The search for minerals involves numerous hazards. As a result, we may become subject to liability for such hazards, including pollution, cave-ins and other hazards against which we cannot insure or against which we may elect not to insure. At the present time we have no coverage to insure against these hazards. The payment of such liabilities may have a material adverse effect on our financial position.
4. The potential profitability of mineral ventures depends in part upon factors beyond the control of our company and even if we discover and exploit mineral deposits, we may never become commercially viable and we may be forced to cease operations.
The commercial feasibility of an exploration program on a mineral property is dependent upon many factors beyond our control, including the existence and size of mineral resources in the properties we explore, the proximity and capacity of processing equipment, market fluctuations of prices, taxes, royalties, land tenure, allowable production and environmental regulation. These factors cannot be accurately predicted and any one or a combination of these factors may result in our company not receiving an adequate return on invested capital. These factors may have material and negative effects on our financial performance and our ability to continue operations.
5. Exploration and exploitation activities are subject to comprehensive regulation which may cause substantial delays or require capital outlays in excess of those anticipated causing an adverse effect on our company.
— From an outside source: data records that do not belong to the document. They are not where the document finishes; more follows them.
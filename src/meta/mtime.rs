//! File-mtime timestamp strategy.
//!
//! Each tracked page's sidecar reflects its own source file's last
//! modification time, converted to UTC ISO-8601. Pages are independent:
//! a missing source is reported and the run continues.

use super::MetaRecord;
use crate::config::SiteConfig;
use crate::log;
use crate::utils::date::DateTimeUtc;
use crate::utils::fs::get_mtime;
use crate::utils::plural::plural_count;
use anyhow::Result;
use std::path::Path;
use std::time::UNIX_EPOCH;

pub fn refresh(config: &SiteConfig) -> Result<()> {
    let mut written = 0usize;
    for page in &config.meta.pages {
        let source = config.root_join(&page.source);
        let Some(timestamp) = source_timestamp(&source) else {
            log!("meta"; "✗ {}: source not found", page.source.display());
            continue;
        };

        let target = config.root_join(&page.meta);
        match MetaRecord::new(&timestamp).write(&target) {
            Ok(()) => {
                written += 1;
                log!("meta"; "✓ {} ({timestamp})", page.meta.display());
            }
            Err(e) => log!("meta"; "✗ {}: {e:#}", page.meta.display()),
        }
    }

    log!("meta"; "stamped {} from source mtimes", plural_count(written, "page"));
    Ok(())
}

/// Source file mtime as UTC ISO-8601, or `None` if unreadable.
fn source_timestamp(source: &Path) -> Option<String> {
    let mtime = get_mtime(source)?;
    let secs = mtime.duration_since(UNIX_EPOCH).ok()?.as_secs();
    Some(DateTimeUtc::from_unix(secs).to_rfc3339())
}

#[cfg(test)]
mod tests {
    use super::*;
    use crate::config::PageEntry;
    use tempfile::TempDir;

    #[test]
    fn test_refresh_writes_mtime_per_page() {
        let dir = TempDir::new().unwrap();
        std::fs::create_dir_all(dir.path().join("pages")).unwrap();
        std::fs::write(dir.path().join("pages/home.html"), "<html></html>").unwrap();

        let mut config = SiteConfig::default();
        config.root = dir.path().to_path_buf();
        config.meta.pages = vec![
            PageEntry {
                source: "pages/home.html".into(),
                meta: "meta/home_meta.json".into(),
            },
            // Missing source: reported, run continues
            PageEntry {
                source: "pages/ghost.html".into(),
                meta: "meta/ghost_meta.json".into(),
            },
        ];

        refresh(&config).unwrap();

        let raw = std::fs::read_to_string(dir.path().join("meta/home_meta.json")).unwrap();
        let record: MetaRecord = serde_json::from_str(&raw).unwrap();
        assert!(DateTimeUtc::parse(&record.last_updated).is_some());

        assert!(!dir.path().join("meta/ghost_meta.json").exists());
    }

    #[test]
    fn test_source_timestamp_missing() {
        assert!(source_timestamp(Path::new("/nonexistent/page.html")).is_none());
    }
}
Exploration and exploitation activities are subject to federal, provincial or state, and local laws, regulations and policies, including laws regulating the removal of natural resources from the ground and the discharge of materials into the environment. Exploration and exploitation activities are also subject to federal, provincial or state, and local laws and regulations which seek to maintain health and safety standards by regulating the design and use of drilling methods and equipment.
Environmental and other legal standards imposed by federal, provincial or state, or local authorities may be changed and any such changes may prevent us from conducting planned activities or increase our costs of doing so, which would have material adverse effects on our business. Moreover, compliance with such laws may cause substantial delays or require capital outlays in excess of those anticipated, thus causing an adverse effect on us. Additionally, we may be subject to liability for pollution or other environmental damages that we may not be able to or elect not to insure against due to prohibitive premium costs and other reasons. Any laws, regulations or policies of any government body or regulatory agency may be changed, applied or interpreted in a manner which will alter and negatively affect our ability to carry on our business.
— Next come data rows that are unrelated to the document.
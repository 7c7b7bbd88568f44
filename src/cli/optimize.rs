//! `optimize` command: shrink font and image assets in place.

use crate::asset;
use crate::config::SiteConfig;
use anyhow::Result;

pub fn run(config: &SiteConfig, fonts: Option<bool>, images: Option<bool>) -> Result<()> {
    if fonts.unwrap_or(true) {
        asset::optimize_fonts(config)?;
    }
    if images.unwrap_or(true) {
        asset::optimize_images(config)?;
    }
    Ok(())
}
6. Uranium prices are highly volatile; even if we do discover a deposit of uranium, if the price of uranium is too low, we would not be able to exploit that resource.
Uranium prices have been highly volatile, and are affected by numerous international economic and political factors over which American Uranium has no control. The price of uranium has varied over the last five years from a high of approximately $138.00 per pound to a low of approximately $10.00 per pound. The price as of October 13, 2008 was $.46.00 per pound U3O8. Uranium is primarily used for power generation in nuclear power plants, and the number of customers is somewhat limited in comparison to other global commodities. The price of uranium is affected by numerous factors beyond our control, including the demand for nuclear power, increased supplies from both existing and new uranium mines, sales of uranium from existing government stockpiles, and political and economic conditions.
Our long-term success is highly dependent upon the price of uranium, as the economic feasibility of any ore body discovered on its properties would in large part be determined by the prevailing market price of uranium. If a profitable market does not exist, we may have to cease operations.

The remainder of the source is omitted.